AIR MUTLAK
Oleh : Masnun Tholab
www.masnuntholab.blogspot.com
ان الحمد لله نَحْمَدُهُ ونستعينه ونستغفره ونعوذ بالله من شرور أنفسنا ومن سيئات أعمالنا من يهده الله فلا مضل له ومن يضلل فلا هادي له وأشهد أن لا إله الا الله وحده لا شريك له وأشهد أن محمدا عبده ورسوله
Pengertian Air Mutlak
Zaenudin bin Abdul Aziz Al-Malibari Al-Fanani dalam kitab Fathul Mu’in berkata :
وهو ما يقعُ عليه اسمُ الماءِ بلا قيدٍ. وإن رُشِحَ من بُخَارِ الماءِ الطهورِ الْمُغَلَّي أو اسْتَهْلَكَ فيه الخليطُ أو قُيِّدَ بمُوَافَقَةِ الوَاقِعِ كماءِ البحرِ.بخلافِ ما لا يُذْكَرُ إلا مُقَيَّدًا كماءِ الوَرْدِ.
Pengertian air muthlaq ialah yang dinamai “AIR” tanpa ada tambahan apapun, meskipun hasil penyulingan daripada uap air mendidih, atau dilarutkan campurannya ataupun ada tambahan pada nama airnya, di mana tambahan ini menjelaskan atau menerangkan tentang wadah atau tempatnya, misalnya “AIR LAUT”, hal ini berbeda dengan air yang namanya selalu disebut memakai tambahan, misalnya “AIR MAWAR”. [Fathul Mu’in jilid 1, hal. 27].
Imam Nawawi dalam kitab Rhaudhatuth Thalibin mengatakan :
Air mutlak adalah air yang terlepas dari ifadhah (tambahan atau ikatan) yang tetap.
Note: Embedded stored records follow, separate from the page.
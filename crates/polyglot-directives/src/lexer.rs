//! Line-oriented lexer for submissions
//!
//! A directive occupies a whole line and starts in column zero with either
//! `#!` followed by a non-whitespace character, or a compiler directive
//! `#r`/`#i` followed by whitespace. Everything else is language code.

use polyglot_types::TextSpan;

/// A lexed region of a submission
#[derive(Debug, Clone, PartialEq, Eq)]
pub enum Segment {
    Code(TextSpan),
    Directive(DirectiveLine),
}

/// A directive line split into its name and argument tokens
#[derive(Debug, Clone, PartialEq, Eq)]
pub struct DirectiveLine {
    pub name: String,
    pub name_span: TextSpan,
    pub args: Vec<ArgToken>,
    /// The full line including its line terminator
    pub span: TextSpan,
    pub compiler: bool,
}

/// One whitespace-delimited argument; quotes and JSON brackets group
#[derive(Debug, Clone, PartialEq, Eq)]
pub struct ArgToken {
    pub raw: String,
    pub span: TextSpan,
}

impl ArgToken {
    /// `--name` or `-n`, but not a negative number
    pub fn is_option(&self) -> bool {
        let mut chars = self.raw.chars();
        match (chars.next(), chars.next()) {
            (Some('-'), Some(c)) => !c.is_ascii_digit() && c != '.',
            _ => false,
        }
    }

    pub fn is_quoted(&self) -> bool {
        self.raw.len() >= 2 && self.raw.starts_with('"') && self.raw.ends_with('"')
    }

    /// The token text with surrounding quotes and escapes removed
    pub fn unquoted(&self) -> String {
        unquote(&self.raw)
    }
}

/// Remove surrounding double quotes and resolve `\"` and `\\`
pub fn unquote(raw: &str) -> String {
    if !(raw.len() >= 2 && raw.starts_with('"') && raw.ends_with('"')) {
        return raw.to_string();
    }
    let inner = &raw[1..raw.len() - 1];
    let mut out = String::with_capacity(inner.len());
    let mut chars = inner.chars();
    while let Some(c) = chars.next() {
        if c == '\\' {
            match chars.next() {
                Some(escaped @ ('"' | '\\')) => out.push(escaped),
                Some(other) => {
                    out.push('\\');
                    out.push(other);
                }
                None => out.push('\\'),
            }
        } else {
            out.push(c);
        }
    }
    out
}

/// Split a submission into code and directive segments
pub fn lex(text: &str) -> Vec<Segment> {
    let mut segments = Vec::new();
    let mut code_start: Option<usize> = None;
    let mut offset = 0;

    for line in text.split_inclusive('\n') {
        let line_start = offset;
        offset += line.len();

        match lex_directive_line(line, line_start) {
            Some(directive) => {
                if let Some(start) = code_start.take() {
                    segments.push(Segment::Code(TextSpan::new(start, line_start)));
                }
                segments.push(Segment::Directive(directive));
            }
            None => {
                code_start.get_or_insert(line_start);
            }
        }
    }

    if let Some(start) = code_start {
        segments.push(Segment::Code(TextSpan::new(start, text.len())));
    }
    segments
}

fn lex_directive_line(line: &str, line_start: usize) -> Option<DirectiveLine> {
    let content = line.trim_end_matches(['\r', '\n']);
    let compiler = is_compiler_directive(content);
    if !compiler && !is_magic_command(content) {
        return None;
    }

    let name_len = content
        .find(char::is_whitespace)
        .unwrap_or(content.len());
    let name = &content[..name_len];
    let args = tokenize_args(&content[name_len..], line_start + name_len);

    Some(DirectiveLine {
        name: name.to_string(),
        name_span: TextSpan::new(line_start, line_start + name_len),
        args,
        span: TextSpan::new(line_start, line_start + line.len()),
        compiler,
    })
}

fn is_magic_command(line: &str) -> bool {
    line.strip_prefix("#!")
        .and_then(|rest| rest.chars().next())
        .map(|c| !c.is_whitespace())
        .unwrap_or(false)
}

fn is_compiler_directive(line: &str) -> bool {
    ["#r", "#i"].iter().any(|prefix| {
        line.strip_prefix(prefix)
            .and_then(|rest| rest.chars().next())
            .map(|c| c == ' ' || c == '\t')
            .unwrap_or(false)
    })
}

/// Tokenize directive arguments. `base` is the offset of `args` within the
/// submission.
pub fn tokenize_args(args: &str, base: usize) -> Vec<ArgToken> {
    let mut tokens = Vec::new();
    let mut start: Option<usize> = None;
    let mut in_quotes = false;
    let mut escaped = false;
    let mut depth: i32 = 0;

    for (i, c) in args.char_indices() {
        if start.is_none() {
            if c.is_whitespace() {
                continue;
            }
            start = Some(i);
        }

        if in_quotes {
            match c {
                _ if escaped => escaped = false,
                '\\' => escaped = true,
                '"' => in_quotes = false,
                _ => {}
            }
            continue;
        }

        match c {
            '"' => in_quotes = true,
            '{' | '[' => depth += 1,
            '}' | ']' => depth -= 1,
            c if c.is_whitespace() && depth <= 0 => {
                if let Some(s) = start.take() {
                    tokens.push(ArgToken {
                        raw: args[s..i].to_string(),
                        span: TextSpan::new(base + s, base + i),
                    });
                }
                depth = 0;
            }
            _ => {}
        }
    }

    if let Some(s) = start {
        tokens.push(ArgToken {
            raw: args[s..].to_string(),
            span: TextSpan::new(base + s, base + args.len()),
        });
    }
    tokens
}

#[cfg(test)]
mod tests {
    use super::*;

    fn raw(tokens: &[ArgToken]) -> Vec<&str> {
        tokens.iter().map(|t| t.raw.as_str()).collect()
    }

    #[test]
    fn test_directive_must_start_line() {
        let segments = lex("var x = 1; #!csharp\n#!pwsh\nGet-Date");
        assert_eq!(segments.len(), 3);
        assert!(matches!(&segments[0], Segment::Code(span) if span.start == 0));
        let Segment::Directive(d) = &segments[1] else {
            panic!("expected directive");
        };
        assert_eq!(d.name, "#!pwsh");
        assert!(d.args.is_empty());
    }

    #[test]
    fn test_shebang_followed_by_whitespace_is_code() {
        let segments = lex("#! /bin/sh\necho hi");
        assert_eq!(segments, vec![Segment::Code(TextSpan::new(0, 18))]);
    }

    #[test]
    fn test_compiler_directives_need_whitespace() {
        let segments = lex("#r \"nuget:Foo\"\n#region x\n");
        let Segment::Directive(d) = &segments[0] else {
            panic!("expected directive");
        };
        assert!(d.compiler);
        assert_eq!(d.name, "#r");
        assert!(matches!(segments[1], Segment::Code(_)));
    }

    #[test]
    fn test_args_group_quotes_and_json() {
        let tokens = tokenize_args(r#" --name "a b" --data {"x": [1, 2]} -5 @input:"who?""#, 0);
        assert_eq!(
            raw(&tokens),
            vec!["--name", r#""a b""#, "--data", r#"{"x": [1, 2]}"#, "-5", r#"@input:"who?""#]
        );
        assert!(tokens[0].is_option());
        assert!(!tokens[4].is_option());
        assert_eq!(tokens[1].unquoted(), "a b");
    }

    #[test]
    fn test_spans_point_into_submission() {
        let text = "#!set --name x\r\n1";
        let segments = lex(text);
        let Segment::Directive(d) = &segments[0] else {
            panic!("expected directive");
        };
        assert_eq!(&text[d.name_span.start..d.name_span.end], "#!set");
        assert_eq!(&text[d.args[1].span.start..d.args[1].span.end], "x");
        assert_eq!(d.span, TextSpan::new(0, 16));
        assert_eq!(segments[1], Segment::Code(TextSpan::new(16, 17)));
    }
}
Dikatakan: air mutlak adalah air yang tetap dengan sifat aslinya. [Rhaudhatuth Thalibin, 1/123]
Sayyid Sabiq dalam Fiqhus Sunnah mengatakan:
Air Mutlak hukumnya adalah bahwa ia suci lagi menyucikan, artinya bahwa ia suci pada dirinya sendiri dan menyucikan bagi lainnya. [Fiqih Sunnah, jilid 1, hal. 13]
Macam-macam Air Mutlak
Di dalamnya termasuk macam-macam air sebagai berikut:
1. Air hujan, salju atau es, dan air embun, berdasarkan firman Allah Ta’ala :
وَيُنَزِّلُ عَلَيْكُمْ مِنَ السَّمَاءِ مَاءً لِيُطَهِّرَكُمْ
“...dan Allah menurunkan kepadamu hujan dari langit untuk mensucikan kamu dengan hujan itu” (QS. Al-Anfal : 11)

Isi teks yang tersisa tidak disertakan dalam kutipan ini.